Off-Policy Average Reward Actor-Critic with Deterministic Policy Search
This work addresses the gap in off-policy average reward algorithms for reinforcement learning, offering incremental improvements with theoretical guarantees and practical gains.
The paper tackles the understudied average reward criterion in reinforcement learning by proposing an off-policy actor-critic algorithm, achieving an ε-optimal policy with sample complexity Ω(ε^{-2.5}) and showing better empirical performance than state-of-the-art on-policy methods in MuJoCo environments.
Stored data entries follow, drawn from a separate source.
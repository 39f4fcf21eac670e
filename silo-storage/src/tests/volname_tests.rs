use crate::volname::*;
use silo_core::{ContentType, ImageFormat};

#[test]
fn owned_image_names() {
    let (is_base, vmid, format) = parse_dir_image_name("vm-100-disk-1.raw").unwrap();
    assert!(!is_base);
    assert_eq!(vmid, 100);
    assert_eq!(format, ImageFormat::Raw);

    let (is_base, vmid, format) = parse_dir_image_name("base-9000-disk-2.qcow2").unwrap();
    assert!(is_base);
    assert_eq!(vmid, 9000);
    assert_eq!(format, ImageFormat::Qcow2);

    assert!(parse_dir_image_name("vm-100-disk-1").is_err());
    assert!(parse_dir_image_name("vm-100-disk-1.qed").is_err());
    assert!(parse_dir_image_name("vm-abc-disk-1.raw").is_err());
    assert!(parse_dir_image_name("vm-100-.raw").is_err());
    assert!(parse_dir_image_name("disk-100-1.raw").is_err());
    assert!(parse_dir_image_name("vm-100-disk-1.subvol").is_err());
}

#[test]
fn zfs_dataset_names() {
    let (is_base, vmid, format) = parse_zfs_dataset_name("vm-7-disk-1").unwrap();
    assert!(!is_base);
    assert_eq!(vmid, 7);
    assert_eq!(format, ImageFormat::Raw);

    let (is_base, vmid, format) = parse_zfs_dataset_name("subvol-200-disk-1").unwrap();
    assert!(!is_base);
    assert_eq!(vmid, 200);
    assert_eq!(format, ImageFormat::Subvol);

    assert!(parse_zfs_dataset_name("base-100-disk-1").unwrap().0);
    assert!(parse_zfs_dataset_name("vm-100").is_err());
    assert!(parse_zfs_dataset_name("tank").is_err());
}

#[test]
fn dir_volname_images() {
    let parsed = parse_dir_volname("100/vm-100-disk-1.qcow2").unwrap();
    assert_eq!(parsed.vtype, ContentType::Images);
    assert_eq!(parsed.vmid, Some(100));
    assert_eq!(parsed.name, "vm-100-disk-1.qcow2");
    assert!(!parsed.is_base);
    assert_eq!(parsed.format, Some(ImageFormat::Qcow2));
    assert_eq!(parsed.basename, None);

    // Directory segment and owner in the name must agree.
    assert!(parse_dir_volname("101/vm-100-disk-1.qcow2").is_err());
}

#[test]
fn dir_volname_linked_clone() {
    let parsed = parse_dir_volname("100/base-100-disk-1.qcow2/200/vm-200-disk-1.qcow2").unwrap();
    assert_eq!(parsed.vmid, Some(200));
    assert_eq!(parsed.base_vmid, Some(100));
    assert_eq!(parsed.basename.as_deref(), Some("base-100-disk-1.qcow2"));
    assert!(!parsed.is_base);

    // The first segment must name a base image.
    assert!(parse_dir_volname("100/vm-100-disk-1.qcow2/200/vm-200-disk-1.qcow2").is_err());
    assert!(parse_dir_volname("101/base-100-disk-1.qcow2/200/vm-200-disk-1.qcow2").is_err());
}

#[test]
fn dir_volname_other_content() {
    let parsed = parse_dir_volname("iso/debian-12.iso").unwrap();
    assert_eq!(parsed.vtype, ContentType::Iso);
    assert_eq!(parsed.vmid, None);

    let parsed = parse_dir_volname("vztmpl/debian-12-standard.tar.gz").unwrap();
    assert_eq!(parsed.vtype, ContentType::Vztmpl);

    let parsed = parse_dir_volname("rootdir/105").unwrap();
    assert_eq!(parsed.vtype, ContentType::Rootdir);
    assert_eq!(parsed.vmid, Some(105));

    let parsed = parse_dir_volname("backup/vzdump-qemu-100-2024_01_01-12_00_00.vma.lzo").unwrap();
    assert_eq!(parsed.vtype, ContentType::Backup);
    assert_eq!(parsed.vmid, Some(100));

    assert!(parse_dir_volname("iso/.iso").is_err());
    assert!(parse_dir_volname("iso/dir/x.iso").is_err());
    assert!(parse_dir_volname("rootdir/abc").is_err());
    assert!(parse_dir_volname("backup/backup.tar").is_err());
    assert!(parse_dir_volname("template/foo").is_err());
}

#[test]
fn backup_names() {
    assert_eq!(parse_backup_name("vzdump-qemu-100-x.vma.gz").unwrap(), 100);
    assert_eq!(parse_backup_name("vzdump-openvz-7-x.tar.lzo").unwrap(), 7);
    assert_eq!(parse_backup_name("vzdump-qemu-12-a-b.tgz").unwrap(), 12);
    assert!(parse_backup_name("vzdump-qemu-100.vma").is_err());
    assert!(parse_backup_name("vzdump-lxc-100-x.tar").is_err());
    assert!(parse_backup_name("dump-qemu-100-x.tar").is_err());
    assert!(parse_backup_name("vzdump-qemu-100-x.zip").is_err());
}

#[test]
fn zfs_volname_lineage() {
    let parsed = parse_zfs_volname("vm-7-disk-1").unwrap();
    assert_eq!(parsed.vmid, Some(7));
    assert_eq!(parsed.basename, None);

    let parsed = parse_zfs_volname("base-100-disk-1/vm-200-disk-1").unwrap();
    assert_eq!(parsed.vmid, Some(200));
    assert_eq!(parsed.base_vmid, Some(100));
    assert_eq!(parsed.basename.as_deref(), Some("base-100-disk-1"));

    let parsed = parse_zfs_volname("subvol-300-disk-1").unwrap();
    assert_eq!(parsed.vtype, ContentType::Rootdir);
    assert_eq!(parsed.format, Some(ImageFormat::Subvol));

    // Lineage prefix must itself be a base volume.
    assert!(parse_zfs_volname("vm-100-disk-1/vm-200-disk-1").is_err());
    assert!(parse_zfs_volname("a/b/c").is_err());
}

#[test]
fn volname_round_trips() {
    for volname in [
        "100/vm-100-disk-1.raw",
        "100/base-100-disk-1.qcow2",
        "100/base-100-disk-1.qcow2/200/vm-200-disk-1.qcow2",
    ] {
        let parsed = parse_dir_volname(volname).unwrap();
        assert_eq!(format_dir_volname(&parsed), volname);
    }
    for volname in [
        "vm-7-disk-1",
        "base-100-disk-2",
        "subvol-300-disk-1",
        "base-100-disk-1/vm-200-disk-1",
    ] {
        let parsed = parse_zfs_volname(volname).unwrap();
        assert_eq!(format_zfs_volname(&parsed), volname);
    }
}

#[test]
fn free_disk_index_search() {
    assert_eq!(find_free_disk_index(&[]), Some(1));
    assert_eq!(find_free_disk_index(&[1, 2, 4]), Some(3));
    let all: Vec<u32> = (1..=MAX_DISK_INDEX).collect();
    assert_eq!(find_free_disk_index(&all), None);

    assert_eq!(disk_index("vm-100-disk-7", 100), Some(7));
    assert_eq!(disk_index("base-100-disk-2", 100), Some(2));
    assert_eq!(disk_index("subvol-100-disk-3", 100), Some(3));
    assert_eq!(disk_index("vm-101-disk-7", 100), None);
    assert_eq!(disk_index("vm-100-cloudinit", 100), None);
    assert_eq!(disk_index("vm-100-disk-x", 100), None);
}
The average reward criterion is relatively less studied as most existing works in the Reinforcement Learning literature consider the discounted reward criterion. There are few recent works that present on-policy average reward actor-critic algorithms, but average reward off-policy actor-critic is relatively less explored. In this work, we present both on-policy and off-policy deterministic policy gradient theorems for the average reward performance criterion. Using these theorems, we also present an Average Reward Off-Policy Deep Deterministic Policy Gradient (ARO-DDPG) Algorithm. We first show asymptotic convergence analysis using the ODE-based method. Subsequently, we provide a finite time analysis of the resulting stochastic approximation scheme with linear function approximator and obtain an $ε$-optimal stationary policy with a sample complexity of $Ω(ε^{-2.5})$. We compare the average reward performance of our proposed ARO-DDPG algorithm and observe better empirical performance compared to state-of-the-art on-policy average reward actor-critic algorithms over MuJoCo-based environments.